Benefits of Active Recovery
Active rest days or active recovery workouts are easy exercise sessions that help get the blood flowing to aid in muscle repair.
This is not the time to go all out on a high intensity training session.
Rather, choose a low-impact workout that still gets your blood flowing and benefits your running.
Active rest days benefit runners in several important aspects:
- Minimizes the buildup of lactic acid in the muscles, which is responsible for stiffness and soreness the days following a tough workout.
- Helps lower your heart rate. Athletes whose bodies recover more quickly to a resting heart rate level enjoy improved endurance over time.
- Retain strength and stamina from training after a hard effort (like race day). I am all for taking a running break after a marathon to allow muscle recovery, however we don’t want to lose all our fitness.
- Improve mobility and flexibility with workouts you’d otherwise skip entirely.
- Maintains a habit. This is one of the things I love most about not just sitting for the day. Instead, you get going at your standard workout time, maintaining the link in your brain that this is when you do sweaty things.
Active Recovery Workout Ideas
Cross training is super beneficial to runners because it helps prevent fatigue and burnout, plus it activates other muscle groups that running may miss.

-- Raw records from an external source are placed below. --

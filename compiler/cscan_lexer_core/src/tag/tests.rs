use super::*;

// === RawTag discriminants ===

#[test]
fn repr_u8_semantic_ranges() {
    assert_eq!(RawTag::Ident as u8, 0);
    assert_eq!(RawTag::Char as u8, 3);

    assert_eq!(RawTag::Plus as u8, 32);
    assert_eq!(RawTag::Question as u8, 69);

    assert_eq!(RawTag::LeftParen as u8, 80);
    assert_eq!(RawTag::Ellipsis as u8, 91);

    assert_eq!(RawTag::Whitespace as u8, 112);
    assert_eq!(RawTag::Directive as u8, 115);

    assert_eq!(RawTag::InvalidByte as u8, 240);
    assert_eq!(RawTag::ReversedCompoundAssign as u8, 244);

    assert_eq!(RawTag::Eof as u8, 255);
}

#[test]
fn category_predicates() {
    assert!(RawTag::ShrEqual.is_operator());
    assert!(!RawTag::ShrEqual.is_punctuation());
    assert!(RawTag::ColonColon.is_punctuation());
    assert!(RawTag::Directive.is_trivia());
    assert!(RawTag::BlockComment.is_trivia());
    assert!(!RawTag::Ident.is_trivia());
    assert!(RawTag::UnterminatedString.is_error());
    assert!(!RawTag::Eof.is_error());
    assert!(!RawTag::Eof.is_trivia());
}

// === Lexeme ===

#[test]
fn fixed_lexemes() {
    let cases = [
        (RawTag::Plus, "+"),
        (RawTag::Spaceship, "<=>"),
        (RawTag::ShlEqual, "<<="),
        (RawTag::ShrEqual, ">>="),
        (RawTag::ArrowStar, "->*"),
        (RawTag::DotStar, ".*"),
        (RawTag::ColonColon, "::"),
        (RawTag::Ellipsis, "..."),
        (RawTag::LeftBrace, "{"),
        (RawTag::Semicolon, ";"),
    ];
    for (tag, text) in cases {
        assert_eq!(tag.lexeme(), Some(text), "{tag:?}");
    }
}

#[test]
fn variable_tags_have_no_lexeme() {
    for tag in [
        RawTag::Ident,
        RawTag::Number,
        RawTag::String,
        RawTag::Char,
        RawTag::Whitespace,
        RawTag::LineComment,
        RawTag::BlockComment,
        RawTag::Directive,
        RawTag::InvalidByte,
        RawTag::ReversedCompoundAssign,
        RawTag::Eof,
    ] {
        assert_eq!(tag.lexeme(), None, "{tag:?}");
    }
}

#[test]
fn lexeme_lengths_are_short() {
    for tag in [RawTag::Plus, RawTag::Spaceship, RawTag::ArrowStar, RawTag::Ellipsis] {
        let text = tag.lexeme().unwrap_or_default();
        assert!((1..=3).contains(&text.len()), "{tag:?}");
    }
}

#[test]
fn names() {
    assert_eq!(RawTag::Ident.name(), "identifier");
    assert_eq!(RawTag::Eof.name(), "end of input");
    assert_eq!(RawTag::Arrow.name(), "->");
}

#[test]
fn raw_token_is_eight_bytes() {
    assert_eq!(std::mem::size_of::<RawToken>(), 8);
}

These active recovery workouts aren’t meant to be long or intense, they can be as short as 10 minutes if you’re feeling tired or as long as an hour if you’re out strolling with a friend.
When I prescribe recovery days for my athletes, it usually focuses on three specific areas:
Yoga: A chance to slow down, work on your breathing, open tight hips and give you a chance to move without over doing it. I know you think you hate it, click the link to read more on why it’s going to help you!
Core Workouts: I’ve talked a LOT about the benefits of core work, but I’m a real life example. After knee surgery, my PT pointed out I needed core strength to help that knee continue feeling good. I started making core part of my week and always on my Monday recovery. Going back a year later he stated “I can tell you’ve done the work because now your hips are stable, your movements are better and it’s translating all the way through your foot strike.”
Mobility: This is an overlooked area with massive benefits! Here’s a quick video of ideas, along with an explanation of how mobility works!
If you’re early in training or just feeling good, an active recovery day could also mean an easy hike, bike ride or swim. Learn to listen to your body!!
Consider the 10-day Training Cycle
Most training schedules look fairly similar in terms of tasks for a standard 7 day week: long run, speed work, easy runs, rest. And don’t forget strength training! All crammed into one week.
The weeklong training plan is easy to implement since we operate in weeks thanks to our calendared lives. Our bodies, however, have no concept of the calendar, and squeezing all the work we need to achieve our running goals into seven days may result in more stress and inadequate recovery.
Bart Yasso introduced me to the idea of a 10-day training cycle in his book My Life on the Run. In fact, he even graciously outlines those plans for various runner abilities! Here’s an example from the newbie marathoner plan.
The extended training cycle is becoming more popular, and many elite athletes, including Meb Keflezighi (who talks about this in Meb for Mortals) have embraced the longer training period, though he often uses a 9-day cycle.
- It allows for more time between hard workouts
- Providing more time for recovery
- Great for injury prone or masters runners who need more recovery
- Easier to implement when you don’t have a strict schedule, as you may need to do a long run mid-week
- Requires more advance planning of your schedule to have the appropriate amount of time
- May mean missing out on group runs
As with every training style, it’s important to understand what works for you! But this is one that I would like to give a shot in my next marathon build up. Especially since my boss thinks running is pretty amazing and would likely give me the time ;)
How do you embrace the rest day?
What are your favorite active recovery workouts?